October 18, 1971
Saigon, Vietnam
Dearest Son,
I am writing this letter to you to let you know how much your daddy misses you. You are only three years old, but you seem so much wiser than your age demands you to be. Mommy, Jennifer, and I are relying on you, our "little man," to help us get through this year in which we are apart. It is very difficult, I know, to be away from those you love, but I am very thankful that you are with mommy, because by being the beautiful, sensitive person that you are, you are able to stem some of the gnawing loneliness which mommy feels.
Jennifer is very lucky, she is too young to know the sadness which the three of us "older folks" feel. But one of the aspects of growing up is the unfortunate need to lose the things which we love the most. If we are very lucky, we find a greater love than we have ever known before when what we have lost is finally returned. Some people say, "Live for today, for tomorrow may never come." We, a family, are in a situation where "To live for today" can lead only to despair. We must seek that elusive "Tomorrow," for our "Tomorrow" is the only hope that we as a family have. And when our "Tomorrow" comes, we will look back and realize that we have gone through a lot of lonely "Todays." My only hope is that "Todays" such as these never befall us again. If we are lucky, we will look back on all of this year's "Todays" as one whole family, realizing that the oneness that we feel is partly a result of the separation which we have been forced to endure.

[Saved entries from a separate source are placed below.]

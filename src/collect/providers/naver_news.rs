// src/collect/providers/naver_news.rs
//! Naver news section page, scraped for headline anchors.

use anyhow::Result;
use async_trait::async_trait;
use once_cell::sync::OnceCell;
use regex::Regex;

use crate::collect::normalize_text;
use crate::collect::providers::get_text;
use crate::collect::types::TextFeed;

pub const NAVER_POLITICS_SECTION: &str =
    "https://news.naver.com/main/main.naver?mode=LSD&mid=shm&sid1=100";

const MAX_TITLES: usize = 20;

fn title_anchor() -> &'static Regex {
    static RE: OnceCell<Regex> = OnceCell::new();
    RE.get_or_init(|| {
        Regex::new(r#"<a[^>]*class="[^"]*title[^"]*"[^>]*>([^<]+)</a>"#).expect("static regex")
    })
}

pub struct NaverNewsScraper {
    client: reqwest::Client,
    url: String,
}

impl NaverNewsScraper {
    pub fn new(client: reqwest::Client) -> Self {
        Self {
            client,
            url: NAVER_POLITICS_SECTION.to_string(),
        }
    }

    /// Inner text of the first 20 anchors whose class mentions `title`.
    pub fn extract_titles(html: &str) -> Vec<String> {
        title_anchor()
            .captures_iter(html)
            .filter_map(|c| c.get(1))
            .map(|m| normalize_text(m.as_str()))
            .filter(|t| !t.is_empty())
            .take(MAX_TITLES)
            .collect()
    }
}

#[async_trait]
impl TextFeed for NaverNewsScraper {
    async fn fetch_texts(&self) -> Result<Vec<String>> {
        let html = get_text(self.client.get(&self.url), "naver news page").await?;
        Ok(Self::extract_titles(&html))
    }

    fn name(&self) -> &'static str {
        "naver_news"
    }
}
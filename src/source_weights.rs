//! # Source Weights
//!
//! Fixed multipliers applied to raw keyword counts per source.
//!
//! | source   | weight |
//! |----------|--------|
//! | news     | 3.0    |
//! | social   | 2.0    |
//! | shopping | 1.5    |
//! | search   | 1.0    |
//! | other    | 1.0    |
//!
//! Pure lookup. Source identifiers are matched case-insensitively.

use crate::types::Source;

/// Weight used for identifiers that do not name a known source.
pub const DEFAULT_WEIGHT: f64 = 1.0;

/// Weight for a typed source.
pub fn weight(source: Source) -> f64 {
    match source {
        Source::News => 3.0,
        Source::Social => 2.0,
        Source::Shopping => 1.5,
        Source::Search => 1.0,
        Source::Combined => DEFAULT_WEIGHT,
    }
}

/// Weight for a raw source identifier, e.g. taken from a request.
pub fn weight_for(source: &str) -> f64 {
    Source::parse(source).map(weight).unwrap_or(DEFAULT_WEIGHT)
}

#[cfg(test)]
mod tests {
    use super::*;

    #[test]
    fn fixed_table() {
        assert_eq!(weight(Source::News), 3.0);
        assert_eq!(weight(Source::Social), 2.0);
        assert_eq!(weight(Source::Shopping), 1.5);
        assert_eq!(weight(Source::Search), 1.0);
    }

    #[test]
    fn string_lookup_is_case_insensitive() {
        assert_eq!(weight_for("News"), 3.0);
        assert_eq!(weight_for("SOCIAL"), 2.0);
    }

    #[test]
    fn unknown_source_gets_default() {
        assert_eq!(weight_for("google_rss"), DEFAULT_WEIGHT);
        assert_eq!(weight_for(""), DEFAULT_WEIGHT);
    }
}
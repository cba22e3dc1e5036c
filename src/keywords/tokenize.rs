// src/keywords/tokenize.rs
//! Keyword extraction: clean, split, length filter, stop-word filter.

use once_cell::sync::OnceCell;
use regex::Regex;

/// Shortest token kept, in characters.
pub const MIN_TOKEN_CHARS: usize = 2;
/// Longest token kept, in characters.
pub const MAX_TOKEN_CHARS: usize = 10;

/// Short functional words never reported as keywords.
pub const STOP_WORDS: &[&str] = &[
    "이", "그", "저", "것", "수", "등", "때", "곳", "말", "일", "년", "월", "시", "분", "초",
];

fn non_keyword_chars() -> &'static Regex {
    static RE: OnceCell<Regex> = OnceCell::new();
    // Hangul syllables, ASCII letters/digits and whitespace survive.
    RE.get_or_init(|| Regex::new(r"[^가-힣A-Za-z0-9\s]").expect("static regex"))
}

/// True when `c` may appear inside a keyword.
pub fn is_keyword_char(c: char) -> bool {
    c.is_ascii_alphanumeric() || ('가'..='힣').contains(&c)
}

pub fn is_stop_word(token: &str) -> bool {
    STOP_WORDS.contains(&token)
}

/// Extract candidate keyword tokens from free text.
///
/// Output keeps input order and is not deduplicated.
pub fn extract_keywords(text: &str) -> Vec<String> {
    let cleaned = non_keyword_chars().replace_all(text, " ");
    cleaned
        .split_whitespace()
        .filter(|w| (MIN_TOKEN_CHARS..=MAX_TOKEN_CHARS).contains(&w.chars().count()))
        .filter(|w| !is_stop_word(w))
        .map(str::to_string)
        .collect()
}

/// Extract tokens from every text in order.
pub fn extract_all<I, S>(texts: I) -> Vec<String>
where
    I: IntoIterator<Item = S>,
    S: AsRef<str>,
{
    texts
        .into_iter()
        .flat_map(|t| extract_keywords(t.as_ref()))
        .collect()
}
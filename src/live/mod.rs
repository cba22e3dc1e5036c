// src/live/mod.rs
//! Provider-native realtime rankings (Google daily trends, Naver DataLab)
//! served through the response cache.

pub mod google;
pub mod naver;

use std::collections::HashMap;
use std::sync::Arc;
use std::time::Duration;

use anyhow::Result;
use async_trait::async_trait;
use chrono::{Days, NaiveDate};
use metrics::counter;

use crate::cache::ResponseCache;
use crate::types::RankedKeyword;

#[async_trait]
pub trait LiveRanking: Send + Sync {
    async fn fetch(&self, period: &str) -> Result<Vec<RankedKeyword>>;
    fn engine(&self) -> &'static str;
}

pub type RankingCache = dyn ResponseCache<Vec<RankedKeyword>>;

#[derive(Debug, Clone, PartialEq)]
pub struct LiveResult {
    pub keywords: Vec<RankedKeyword>,
    pub cached: bool,
}

/// Engine name → provider, all sharing one cache.
pub struct LiveTrends {
    providers: HashMap<&'static str, Arc<dyn LiveRanking>>,
    cache: Arc<RankingCache>,
    ttl: Duration,
}

impl LiveTrends {
    pub fn new(cache: Arc<RankingCache>, ttl: Duration) -> Self {
        Self {
            providers: HashMap::new(),
            cache,
            ttl,
        }
    }

    pub fn with_provider(mut self, provider: Arc<dyn LiveRanking>) -> Self {
        self.providers.insert(provider.engine(), provider);
        self
    }

    /// Cached ranking for `(engine, period)`; `None` for an unknown engine.
    /// Failed fetches are not cached.
    pub async fn ranking(&self, engine: &str, period: &str) -> Option<Result<LiveResult>> {
        let provider = self.providers.get(engine)?;
        let key = cache_key(engine, period);

        if let Some(hit) = self.cache.get(&key) {
            counter!("live_cache_hits_total").increment(1);
            return Some(Ok(LiveResult {
                keywords: hit.value,
                cached: true,
            }));
        }
        counter!("live_cache_misses_total").increment(1);

        let res = provider.fetch(period).await.map(|keywords| {
            self.cache.put(&key, keywords.clone(), self.ttl);
            tracing::info!(target: "live", engine, period, keywords = keywords.len(), "live ranking refreshed");
            LiveResult {
                keywords,
                cached: false,
            }
        });
        Some(res)
    }
}

pub fn cache_key(engine: &str, period: &str) -> String {
    format!("{engine}:{period}")
}

/// Inclusive date window for a period tag ending at `today`.
/// Unknown tags behave like `realtime`.
pub fn date_range(period: &str, today: NaiveDate) -> (NaiveDate, NaiveDate) {
    let back = match period {
        "weekly" => 6,
        "monthly" => 29,
        "yearly" => 364,
        _ => 0,
    };
    let start = today.checked_sub_days(Days::new(back)).unwrap_or(today);
    (start, today)
}
// src/collect/providers/naver_shopping.rs
use anyhow::{Context, Result};
use async_trait::async_trait;
use metrics::counter;
use serde::Deserialize;

use crate::collect::normalize_text;
use crate::collect::providers::get_text;
use crate::collect::types::{MissingCredential, TextFeed};
use crate::config::NaverCredentials;

const SHOP_SEARCH: &str = "https://openapi.naver.com/v1/search/shop.json";

pub const DEFAULT_CATEGORIES: [&str; 4] = ["패션", "전자제품", "식품", "뷰티"];

#[derive(Debug, Deserialize)]
struct Resp {
    #[serde(default)]
    items: Vec<Product>,
}

#[derive(Debug, Deserialize)]
struct Product {
    title: Option<String>,
}

/// Naver shopping search, a handful of products per category.
pub struct NaverShopping {
    client: reqwest::Client,
    credentials: Option<NaverCredentials>,
    categories: Vec<String>,
    per_category: u32,
}

impl NaverShopping {
    pub fn new(client: reqwest::Client, credentials: Option<NaverCredentials>) -> Self {
        Self {
            client,
            credentials,
            categories: DEFAULT_CATEGORIES.iter().map(|c| c.to_string()).collect(),
            per_category: 5,
        }
    }

    /// Product titles with the `<b>` highlight markup removed.
    pub fn parse_titles(json: &str) -> Result<Vec<String>> {
        let resp: Resp = serde_json::from_str(json).context("decoding naver shop json")?;
        Ok(resp
            .items
            .into_iter()
            .filter_map(|p| p.title)
            .map(|t| normalize_text(&t))
            .filter(|t| !t.is_empty())
            .collect())
    }

    async fn fetch_category(&self, creds: &NaverCredentials, category: &str) -> Result<Vec<String>> {
        let display = self.per_category.to_string();
        let req = self
            .client
            .get(SHOP_SEARCH)
            .header("X-Naver-Client-Id", &creds.client_id)
            .header("X-Naver-Client-Secret", &creds.client_secret)
            .query(&[("query", category), ("display", display.as_str()), ("sort", "sim")]);
        let body = get_text(req, "naver shopping").await?;
        Self::parse_titles(&body)
    }
}

#[async_trait]
impl TextFeed for NaverShopping {
    async fn fetch_texts(&self) -> Result<Vec<String>> {
        let creds = self
            .credentials
            .as_ref()
            .ok_or(MissingCredential("NAVER_CLIENT_ID/NAVER_CLIENT_SECRET"))?;

        let mut out = Vec::new();
        for category in &self.categories {
            match self.fetch_category(creds, category).await {
                Ok(mut titles) => out.append(&mut titles),
                Err(e) => {
                    tracing::warn!(error = ?e, provider = self.name(), category = %category, "category fetch failed");
                    counter!("collect_provider_errors_total", "provider" => self.name()).increment(1);
                }
            }
        }
        Ok(out)
    }

    fn name(&self) -> &'static str {
        "naver_shopping"
    }
}
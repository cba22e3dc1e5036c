// src/error.rs
//! HTTP-facing errors. Everything except an unknown engine is a 500; nothing is retried.

use axum::http::StatusCode;
use axum::response::{IntoResponse, Response};
use axum::Json;
use metrics::counter;
use serde_json::json;
use thiserror::Error;

use crate::store::StoreError;

pub const MSG_NO_DATA: &str = "데이터가 없습니다.";
pub const MSG_QUERY_FAILED: &str = "데이터 조회 실패";
pub const MSG_RSS_EMPTY: &str = "구글 뉴스 RSS 데이터 없음";
pub const MSG_COLLECT_FAILED: &str = "트렌드 데이터 수집 실패";
pub const MSG_DUMMY_FAILED: &str = "더미 데이터 생성 실패";

#[derive(Debug, Error)]
pub enum ApiError {
    /// Required credential or setting is missing.
    #[error("{0}")]
    Config(String),

    #[error("{0}")]
    Upstream(String),

    #[error("{}", MSG_RSS_EMPTY)]
    FeedEmpty,

    #[error("지원하지 않는 엔진입니다: {0}")]
    UnknownEngine(String),

    /// Read path failed.
    #[error("{}", MSG_QUERY_FAILED)]
    Query(#[source] StoreError),

    /// Write path failed in a plain `{error}` endpoint.
    #[error("{0}")]
    Store(#[from] StoreError),

    /// Write path failed in a `{success, message, error}` endpoint.
    #[error("{message}: {source}")]
    Operation {
        message: &'static str,
        #[source]
        source: StoreError,
    },
}

impl ApiError {
    pub fn status(&self) -> StatusCode {
        match self {
            ApiError::UnknownEngine(_) => StatusCode::NOT_FOUND,
            _ => StatusCode::INTERNAL_SERVER_ERROR,
        }
    }
}

impl IntoResponse for ApiError {
    fn into_response(self) -> Response {
        let status = self.status();
        if status.is_server_error() {
            tracing::error!(error = %self, "request failed");
        }
        if matches!(
            self,
            ApiError::Query(_) | ApiError::Store(_) | ApiError::Operation { .. }
        ) {
            counter!("store_errors_total").increment(1);
        }
        let body = match &self {
            ApiError::Operation { message, source } => json!({
                "success": false,
                "message": message,
                "error": source.to_string(),
            }),
            other => json!({ "error": other.to_string() }),
        };
        (status, Json(body)).into_response()
    }
}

When you grow older, you will find that our separation grows dimmer in your memory. When this happens, you will again be able to start living all of the "Todays" of your life. Look on this period of our lives as a valuable lesson. Remember how you felt when you realized that daddy wasn't coming home for a long time. Remember, and do everything in your power to keep from doing the same thing to your children, and your wife, or to anyone that you love.
Sometimes, we are forced to do things which cause so much pain in other people. I was forced to come to Vietnam, thereby hurting you. But remember this - many times we are "forced" of our own choosing. Nineteen days ago, I would have been out of the Army, but I chose to reenlist. I knew when I signed those papers a year ago that I would be coming to Vietnam. A year ago, we were all together. Jennifer was only a dream in our hearts, and the future was bright. We were all very practical then. We thought of traveling together and seeing the world. We planned on how we would build our "dream house" together. We could think these thoughts for one reason - because we were together.
I guess the point that I'm trying to make is that living for today has its time and its place. But it is up to you to make sure that you can live life to the fullest every day of your life. Love cannot be rationalized. You can't look at your Vietnams as a necessary evil. You have the power to keep a Vietnam from ever entering your life. And I hope that after you've taken care of your life, that you will have enough love and enough desire to try to keep these Vietnams out of the lives of all of the people in the world. The future of the world is in your hands, and in the hands of all of the beautiful people like you.
Just remember this - nothing is worth the loneliness that we feel today. Sure, there are benefits to be derived from this time of separation. The biggest gift is that I have the chance to sit back and look at my life as a whole. If it wasn't for Vietnam, I would probably never write a letter like this to you. Someday, when you are older, I hope that you read these words and are able to understand how I feel now - without being forced to feel it yourself.
Your life is your own, Jeff, to do with as you see fit. Control your own destiny, and let no one stop you from doing what you believe is right. Let your heart - not just your mind - do your thinking for you. And if you follow these thoughts, you may be able to love someone as much as I love you.
Take heed to what mommy tells you, Jeff. Listen to her philosophy of love, because she is right. The world has lived a philosophy of hate for too long. It is time for a change.
Mommy has given me three reasons to have hope for the future - you, Jennifer and her self. If you can live life as your mother hopes that you will, and as I do too, this old world will have another chance. I only hope that you have someone in your life who means as much to you as mommy does to me. If you ever find this someone, and you are sure that she is the real truth in your existence, the only all-encompassing thought in your life, you will be ready to lead the greatest life that any man has ever lived. And, as the song goes, "once you have found her, never let her go."
To let her go means to feel as I do now - one letter from your mother in the past eight days, one letter to give me some tangible contact with home. If I wasn't here, I wouldn't need a letter. I would have my life around me all the time. But now, I feel worried, I feel lost, but most importantly, I feel so very, very alone, and loneliness is something which only you can prevent. My life, at this time, is built around two parts of the day called "mail call." May you never know what it is like to wait for one, only to find that there is nothing there for you. It's up to you Jeff.
So now I will close this letter to you. Remember that I love you all more that these few words can say. I only hope that someday, this love will be in your heart too. If it is, your life will have been a benefit to at least your own small part of a planet called earth, and your life will generate the greatest life you can give to another - a life of love.